1

I'm working with long strings in R such as:

string <- "end of section. 3. LESSONS. The previous LESSONS are very important as seen in Figure 1. This text is also important. Figure 1: Blah blah blah".

I would like to extract the substring between the first occurrence of 'LESSONS' and the last occurrence of 'Figure 1', as follows:

"The previous LESSONS are very important as seen in Figure 1. This text is also important."

I tried the following but it returns the substring after the last occurence of 'LESSONS', not the first:

gsub(".*LESSONS (.*) Figure 1.*", "\\1", string)
#[1] "are very important as seen in Figure 1. This text is also important."

Also tried the following but it cuts the string after the first occurrence of 'Figure 1', not the last:

library(qdapRegex)
ex_between(string, "LESSONS", "Figure 1")
#[[1]]
#[1] ". The previous LESSONS are very important as seen in"

I'd appreciate any help!

2 Answers2

0

You were very close. Make the regex non-greedy at the before "LESSONS" so that it matches the first one.

Also, here you can use only sub instead of gsub.

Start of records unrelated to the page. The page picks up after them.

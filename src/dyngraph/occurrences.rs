use fnv::FnvHashMap;
use serde::{Deserialize, Serialize};

use crate::packed::*;
use crate::pathhandlegraph::PathId;

const BEGIN_MARKER: u64 = 1;
const END_MARKER: u64 = 2;
const NODE_OFFSET: u64 = 2;

/// A path step identified by the ID of its node and its rank among
/// the steps of the same path on that node.
///
/// Unlike an `OccurrenceHandle`, a `StepRef` does not change when
/// steps of other paths are added to or removed from the node, or when
/// the node is moved by `swap_handles`.
#[derive(Debug, Clone, Copy, PartialEq, Eq, Hash, Serialize, Deserialize)]
pub struct StepRef {
    pub id: u64,
    pub rank: usize,
}

/// What comes before or after a step in its path.
#[derive(Debug, Clone, Copy, PartialEq, Eq, Hash)]
pub enum StepLink {
    Begin,
    End,
    Step(StepRef),
}

impl StepLink {
    #[inline]
    pub fn step(self) -> Option<StepRef> {
        match self {
            StepLink::Step(s) => Some(s),
            _ => None,
        }
    }

    #[inline]
    fn encode(self) -> (u64, u64) {
        match self {
            StepLink::Begin => (BEGIN_MARKER, 0),
            StepLink::End => (END_MARKER, 0),
            StepLink::Step(s) => (s.id + NODE_OFFSET, s.rank as u64),
        }
    }

    #[inline]
    fn decode(node: u64, rank: u64) -> StepLink {
        match node {
            BEGIN_MARKER => StepLink::Begin,
            END_MARKER => StepLink::End,
            n => StepLink::Step(StepRef {
                id: n - NODE_OFFSET,
                rank: rank as usize,
            }),
        }
    }
}

impl From<Option<StepRef>> for StepLink {
    fn from(step: Option<StepRef>) -> Self {
        step.map(StepLink::Step).unwrap_or(StepLink::End)
    }
}

/// Everything stored for one step, used to move a node's steps to a
/// different slot.
#[derive(Debug, Clone, Copy, PartialEq, Eq)]
pub struct StepRecord {
    symbol: u64,
    is_reverse: bool,
    next: (u64, u64),
    prev: (u64, u64),
}

/// The path steps on every node, in storage slot order.
///
/// Each node's steps are a run between two delimiters, like the
/// adjacency lists. A step records its path, the orientation it
/// traverses the node in, and the links to the steps before and
/// after it. New steps go at the end of their node's run, so adding
/// steps never changes the rank of an existing step.
#[derive(Debug, Clone, PartialEq, Eq, Serialize, Deserialize)]
pub struct OccurrenceIndex {
    paths: SymbolSeq,
    delims: BitIndex,
    orientation: BitIndex,
    next_node: PagedIntVec,
    next_rank: PagedIntVec,
    prev_node: PagedIntVec,
    prev_rank: PagedIntVec,
}

crate::impl_space_usage!(
    OccurrenceIndex,
    [paths, delims, orientation, next_node, next_rank, prev_node, prev_rank]
);

impl Default for OccurrenceIndex {
    fn default() -> Self {
        let mut index = Self {
            paths: Default::default(),
            delims: Default::default(),
            orientation: Default::default(),
            next_node: Default::default(),
            next_rank: Default::default(),
            prev_node: Default::default(),
            prev_rank: Default::default(),
        };
        index.push_delimiter();
        index
    }
}

#[inline]
fn path_symbol(path: PathId) -> u64 {
    path.as_integer() + 1
}

impl OccurrenceIndex {
    fn push_delimiter(&mut self) {
        self.paths.push(0);
        self.delims.push(true);
        self.orientation.push(false);
        self.next_node.append(0);
        self.next_rank.append(0);
        self.prev_node.append(0);
        self.prev_rank.append(0);
    }

    fn insert_record(&mut self, pos: usize, record: StepRecord) {
        self.paths.insert(pos, record.symbol);
        self.delims.insert(pos, false);
        self.orientation.insert(pos, record.is_reverse);
        self.next_node.insert(pos, record.next.0);
        self.next_rank.insert(pos, record.next.1);
        self.prev_node.insert(pos, record.prev.0);
        self.prev_rank.insert(pos, record.prev.1);
    }

    fn remove_record(&mut self, pos: usize) -> StepRecord {
        self.delims.remove(pos);
        StepRecord {
            symbol: self.paths.remove(pos),
            is_reverse: self.orientation.remove(pos),
            next: (self.next_node.remove(pos), self.next_rank.remove(pos)),
            prev: (self.prev_node.remove(pos), self.prev_rank.remove(pos)),
        }
    }

    #[inline]
    pub fn delimiter_count(&self) -> usize {
        self.delims.count_ones()
    }

    /// The total number of steps of all paths.
    #[inline]
    pub fn step_count(&self) -> usize {
        self.delims.count_zeros()
    }

    /// The half-open range of positions holding the steps at `slot`.
    #[inline]
    pub fn run(&self, slot: usize) -> (usize, usize) {
        match (self.delims.select1(slot), self.delims.select1(slot + 1)) {
            (Some(start), Some(end)) => (start + 1, end),
            _ => panic!("no step list at slot {}", slot),
        }
    }

    #[inline]
    pub fn slot_step_count(&self, slot: usize) -> usize {
        let (start, end) = self.run(slot);
        end - start
    }

    /// The slot that the step at `pos` belongs to.
    #[inline]
    pub fn slot_of(&self, pos: usize) -> usize {
        self.delims.rank1(pos) - 1
    }

    #[inline]
    pub fn path_at(&self, pos: usize) -> PathId {
        PathId::new(self.paths.get(pos) - 1)
    }

    #[inline]
    pub fn is_reverse_at(&self, pos: usize) -> bool {
        self.orientation.get(pos)
    }

    #[inline]
    pub fn next_at(&self, pos: usize) -> StepLink {
        StepLink::decode(self.next_node.get(pos), self.next_rank.get(pos))
    }

    #[inline]
    pub fn prev_at(&self, pos: usize) -> StepLink {
        StepLink::decode(self.prev_node.get(pos), self.prev_rank.get(pos))
    }

    #[inline]
    pub fn set_next_at(&mut self, pos: usize, link: StepLink) {
        let (node, rank) = link.encode();
        self.next_node.set(pos, node);
        self.next_rank.set(pos, rank);
    }

    #[inline]
    pub fn set_prev_at(&mut self, pos: usize, link: StepLink) {
        let (node, rank) = link.encode();
        self.prev_node.set(pos, node);
        self.prev_rank.set(pos, rank);
    }

    /// The rank of the step at `pos` among the steps of its path on
    /// the same slot.
    pub fn path_rank(&self, slot: usize, pos: usize) -> usize {
        let (start, _) = self.run(slot);
        self.paths.rank_from(start, pos, self.paths.get(pos))
    }

    /// The position of the `rank`th step of `path` on `slot`.
    pub fn locate(&self, slot: usize, path: PathId, rank: usize) -> Option<usize> {
        let (start, end) = self.run(slot);
        self.paths.select_in(start, end, rank, path_symbol(path))
    }

    /// Positions and per-path ranks of the steps of `path` on `slot`,
    /// in storage order.
    pub fn steps_of_path(&self, slot: usize, path: PathId) -> Vec<(usize, usize)> {
        let (start, end) = self.run(slot);
        let symbol = path_symbol(path);
        self.paths
            .iter_slice(start, end - start)
            .enumerate()
            .filter(|&(_, s)| s == symbol)
            .enumerate()
            .map(|(rank, (offset, _))| (start + offset, rank))
            .collect()
    }

    /// Add an unlinked step to the end of the run at `slot`, returning
    /// its position and per-path rank.
    pub fn append_step(
        &mut self,
        slot: usize,
        path: PathId,
        is_reverse: bool,
    ) -> (usize, usize) {
        let (start, end) = self.run(slot);
        let symbol = path_symbol(path);
        let rank = self.paths.rank_from(start, end, symbol);
        self.insert_record(
            end,
            StepRecord {
                symbol,
                is_reverse,
                next: (0, 0),
                prev: (0, 0),
            },
        );
        (end, rank)
    }

    /// Remove the step at `pos`. Links pointing to it are not touched.
    pub fn remove_step(&mut self, pos: usize) {
        assert!(!self.delims.get(pos), "removing a step list delimiter");
        self.remove_record(pos);
    }

    /// The number of stored steps of each path.
    pub fn path_step_counts(&self) -> FnvHashMap<PathId, usize> {
        let mut counts = FnvHashMap::default();
        for symbol in self.paths.iter().filter(|&s| s != 0) {
            *counts.entry(PathId::new(symbol - 1)).or_insert(0) += 1;
        }
        counts
    }

    /// Toggle the orientation of every step at `slot`.
    pub fn flip_orientations(&mut self, slot: usize) {
        let (start, end) = self.run(slot);
        for pos in start..end {
            let rev = self.orientation.get(pos);
            self.orientation.set(pos, !rev);
        }
    }

    #[inline]
    pub fn append_slot(&mut self) {
        self.push_delimiter();
    }

    /// Remove the step list at `slot`, which must be empty.
    pub fn remove_slot(&mut self, slot: usize) {
        let (start, end) = self.run(slot);
        assert!(start == end, "removing a nonempty step list");
        self.remove_record(end);
    }

    /// Exchange the step lists of two slots.
    pub fn swap_slots(&mut self, a: usize, b: usize) {
        let run_a = self.take_run(a);
        let run_b = self.take_run(b);
        self.put_run(a, &run_b);
        self.put_run(b, &run_a);
    }

    fn take_run(&mut self, slot: usize) -> Vec<StepRecord> {
        let (start, end) = self.run(slot);
        (start..end).map(|_| self.remove_record(start)).collect()
    }

    fn put_run(&mut self, slot: usize, run: &[StepRecord]) {
        let (start, end) = self.run(slot);
        assert!(start == end, "overwriting a nonempty step list");
        for (offset, &record) in run.iter().enumerate() {
            self.insert_record(start + offset, record);
        }
    }

    pub fn clear(&mut self) {
        *self = Self::default();
    }

    pub fn check(&self) -> Result<(), String> {
        let len = self.paths.len();
        let lens = [
            self.delims.len(),
            self.orientation.len(),
            self.next_node.len(),
            self.next_rank.len(),
            self.prev_node.len(),
            self.prev_rank.len(),
        ];
        if lens.iter().any(|&l| l != len) {
            return Err("step arrays differ in length".to_string());
        }
        for pos in 0..len {
            let is_delim = self.paths.get(pos) == 0;
            if is_delim != self.delims.get(pos) {
                return Err(format!("step delimiter mismatch at {}", pos));
            }
            if !is_delim
                && (self.next_node.get(pos) == 0 || self.prev_node.get(pos) == 0)
            {
                return Err(format!("step at {} is not linked", pos));
            }
        }
        Ok(())
    }
}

sub(".*?LESSONS\\.\\s*(.*) Figure 1.*", "\\1", string)
#[1] "The previous LESSONS are very important as seen in Figure 1. This text is also important."
Ronak Shah
  • 377,200
  • 20
  • 156
  • 213
0

You can use str_extract from the package stringr as well as positive lookbehind in (?<=...)and positive lookahead in (?=...) to define those parts of the string that delimit the part you want to extract:

str_extract(string, "(?<=LESSONS\\.\\s).*(?=\\sFigure 1)")
[1] "The previous LESSONS are very important as seen in Figure 1. This text is also important."
Chris Ruehlemann
  • 20,321
  • 4
  • 12
  • 34